**Task item**: This task is to restate all of the entries exactly.

**Dataset excerpts**:
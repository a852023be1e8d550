mod dataset;
mod export;
mod geocode;
mod render;
mod search;
mod shell;

use std::path::PathBuf;

use anyhow::Context;
use clap::{Parser, Subcommand};
use radiusos_geocode::{GeocoderConfig, NominatimClient};
use tracing_subscriber::EnvFilter;

#[derive(Debug, Parser)]
#[command(name = "radiusos")]
#[command(about = "Facility radius search over an uploaded spreadsheet")]
struct Cli {
    #[command(subcommand)]
    command: Commands,
}

#[derive(Debug, Subcommand)]
enum Commands {
    /// Geocode every facility that lacks coordinates and list the table
    Geocode {
        /// CSV with an address column or facility_name, city and state
        input: PathBuf,
        /// Write the geocoded table as CSV
        #[arg(long)]
        output: Option<PathBuf>,
        /// Write map markers as JSON
        #[arg(long)]
        markers: Option<PathBuf>,
    },
    /// Find facilities within a radius of an address, nearest first
    Search {
        input: PathBuf,
        /// Free-text search address
        #[arg(long, short)]
        address: String,
        /// Radius in miles (defaults to RADIUSOS_DEFAULT_RADIUS_MILES)
        #[arg(long, short, value_parser = parse_radius)]
        radius: Option<f64>,
        /// Write the filtered results as CSV with a distance_miles column
        #[arg(long)]
        output: Option<PathBuf>,
        #[arg(long)]
        markers: Option<PathBuf>,
        /// Use only coordinates already present in the input file
        #[arg(long)]
        skip_geocode: bool,
    },
    /// Load and geocode a dataset once, then answer searches read from stdin
    Shell { input: PathBuf },
}

fn parse_radius(raw: &str) -> Result<f64, String> {
    let value = raw
        .parse::<f64>()
        .map_err(|e| format!("invalid radius '{raw}': {e}"))?;
    radiusos_core::RadiusQuery::validate_radius(value).map_err(|e| e.to_string())
}

#[tokio::main(flavor = "current_thread")]
async fn main() -> anyhow::Result<()> {
    let cli = Cli::parse();

    dotenvy::dotenv().ok();
    let config = radiusos_core::load_app_config_from_env()?;
    let env_filter = EnvFilter::try_from_default_env()
        .or_else(|_| EnvFilter::try_new(config.log_level.clone()))?;
    tracing_subscriber::fmt()
        .with_env_filter(env_filter)
        .with_writer(std::io::stderr)
        .init();

    let geocoder_config = GeocoderConfig::from_app_config(&config);
    tracing::debug!(?geocoder_config, env = %config.env, "starting radiusos");
    let geocoder =
        NominatimClient::new(&geocoder_config).context("failed to build geocoding client")?;

    match cli.command {
        Commands::Geocode {
            input,
            output,
            markers,
        } => {
            geocode::run_geocode(
                &geocoder,
                &input,
                output.as_deref(),
                markers.as_deref(),
            )
            .await
        }
        Commands::Search {
            input,
            address,
            radius,
            output,
            markers,
            skip_geocode,
        } => {
            let request = search::SearchRequest {
                input,
                address,
                radius_miles: radius.unwrap_or(config.default_radius_miles),
                output,
                markers,
                skip_geocode,
            };
            search::run_search(&geocoder, &request).await
        }
        Commands::Shell { input } => {
            shell::run_shell(&geocoder, &input, config.default_radius_miles).await
        }
    }
}

#[cfg(test)]
mod tests;
use std::time::Duration;

use radiusos_core::AppConfig;

/// Provider settings handed to [`crate::NominatimClient::new`].
#[derive(Clone)]
pub struct GeocoderConfig {
    /// Root of a Nominatim-compatible API; `/search` is appended.
    pub base_url: String,
    /// Sent as the `key` query parameter when set (hosted Nominatim services).
    pub api_key: Option<String>,
    pub user_agent: String,
    pub timeout_secs: u64,
    /// Comma-separated ISO country codes restricting matches.
    pub country_codes: Option<String>,
    pub min_delay: Duration,
}

impl GeocoderConfig {
    #[must_use]
    pub fn from_app_config(config: &AppConfig) -> Self {
        Self {
            base_url: config.geocoder_base_url.clone(),
            api_key: config.geocoder_api_key.clone(),
            user_agent: config.geocoder_user_agent.clone(),
            timeout_secs: config.geocoder_timeout_secs,
            country_codes: config.geocoder_country_codes.clone(),
            min_delay: config.geocoder_min_delay(),
        }
    }
}

impl std::fmt::Debug for GeocoderConfig {
    fn fmt(&self, f: &mut std::fmt::Formatter<'_>) -> std::fmt::Result {
        f.debug_struct("GeocoderConfig")
            .field("base_url", &self.base_url)
            .field("api_key", &self.api_key.as_ref().map(|_| "[redacted]"))
            .field("user_agent", &self.user_agent)
            .field("timeout_secs", &self.timeout_secs)
            .field("country_codes", &self.country_codes)
            .field("min_delay", &self.min_delay)
            .finish()
    }
}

**Answer for the task**:
repository a852023be1e8d550
mod dataset;
mod export;
mod geocode;
mod render;
mod search;
mod shell;

use std::path::PathBuf;

use anyhow::Context;
use clap::{Parser, Subcommand};
use radiusos_geocode::{GeocoderConfig, NominatimClient};
use tracing_subscriber::EnvFilter;

#[derive(Debug, Parser)]
#[command(name = "radiusos")]
#[command(about = "Facility radius search over an uploaded spreadsheet")]
struct Cli {
    #[command(subcommand)]
    command: Commands,
}

#[derive(Debug, Subcommand)]
enum Commands {
    /// Geocode every facility that lacks coordinates and list the table
    Geocode {
        /// CSV with an address column or facility_name, city and state
        input: PathBuf,
        /// Write the geocoded table as CSV
        #[arg(long)]
        output: Option<PathBuf>,
        /// Write map markers as JSON
        #[arg(long)]
        markers: Option<PathBuf>,
    },
    /// Find facilities within a radius of an address, nearest first
    Search {
        input: PathBuf,
        /// Free-text search address
        #[arg(long, short)]
        address: String,
        /// Radius in miles (defaults to RADIUSOS_DEFAULT_RADIUS_MILES)
        #[arg(long, short, value_parser = parse_radius)]
        radius: Option<f64>,
        /// Write the filtered results as CSV with a distance_miles column
        #[arg(long)]
        output: Option<PathBuf>,
        #[arg(long)]
        markers: Option<PathBuf>,
        /// Use only coordinates already present in the input file
        #[arg(long)]
        skip_geocode: bool,
    },
    /// Load and geocode a dataset once, then answer searches read from stdin
    Shell { input: PathBuf },
}

fn parse_radius(raw: &str) -> Result<f64, String> {
    let value = raw
        .parse::<f64>()
        .map_err(|e| format!("invalid radius '{raw}': {e}"))?;
    radiusos_core::RadiusQuery::validate_radius(value).map_err(|e| e.to_string())
}

#[tokio::main(flavor = "current_thread")]
async fn main() -> anyhow::Result<()> {
    let cli = Cli::parse();

    dotenvy::dotenv().ok();
    let config = radiusos_core::load_app_config_from_env()?;
    let env_filter = EnvFilter::try_from_default_env()
        .or_else(|_| EnvFilter::try_new(config.log_level.clone()))?;
    tracing_subscriber::fmt()
        .with_env_filter(env_filter)
        .with_writer(std::io::stderr)
        .init();

    let geocoder_config = GeocoderConfig::from_app_config(&config);
    tracing::debug!(?geocoder_config, env = %config.env, "starting radiusos");
    let geocoder =
        NominatimClient::new(&geocoder_config).context("failed to build geocoding client")?;

    match cli.command {
        Commands::Geocode {
            input,
            output,
            markers,
        } => {
            geocode::run_geocode(
                &geocoder,
                &input,
                output.as_deref(),
                markers.as_deref(),
            )
            .await
        }
        Commands::Search {
            input,
            address,
            radius,
            output,
            markers,
            skip_geocode,
        } => {
            let request = search::SearchRequest {
                input,
                address,
                radius_miles: radius.unwrap_or(config.default_radius_miles),
                output,
                markers,
                skip_geocode,
            };
            search::run_search(&geocoder, &request).await
        }
        Commands::Shell { input } => {
            shell::run_shell(&geocoder, &input, config.default_radius_miles).await
        }
    }
}

#[cfg(test)]
mod tests;
use std::time::Duration;

use radiusos_core::AppConfig;

/// Provider settings handed to [`crate::NominatimClient::new`].
#[derive(Clone)]
pub struct GeocoderConfig {
    /// Root of a Nominatim-compatible API; `/search` is appended.
    pub base_url: String,
    /// Sent as the `key` query parameter when set (hosted Nominatim services).
    pub api_key: Option<String>,
    pub user_agent: String,
    pub timeout_secs: u64,
    /// Comma-separated ISO country codes restricting matches.
    pub country_codes: Option<String>,
    pub min_delay: Duration,
}

impl GeocoderConfig {
    #[must_use]
    pub fn from_app_config(config: &AppConfig) -> Self {
        Self {
            base_url: config.geocoder_base_url.clone(),
            api_key: config.geocoder_api_key.clone(),
            user_agent: config.geocoder_user_agent.clone(),
            timeout_secs: config.geocoder_timeout_secs,
            country_codes: config.geocoder_country_codes.clone(),
            min_delay: config.geocoder_min_delay(),
        }
    }
}

impl std::fmt::Debug for GeocoderConfig {
    fn fmt(&self, f: &mut std::fmt::Formatter<'_>) -> std::fmt::Result {
        f.debug_struct("GeocoderConfig")
            .field("base_url", &self.base_url)
            .field("api_key", &self.api_key.as_ref().map(|_| "[redacted]"))
            .field("user_agent", &self.user_agent)
            .field("timeout_secs", &self.timeout_secs)
            .field("country_codes", &self.country_codes)
            .field("min_delay", &self.min_delay)
            .finish()
    }
}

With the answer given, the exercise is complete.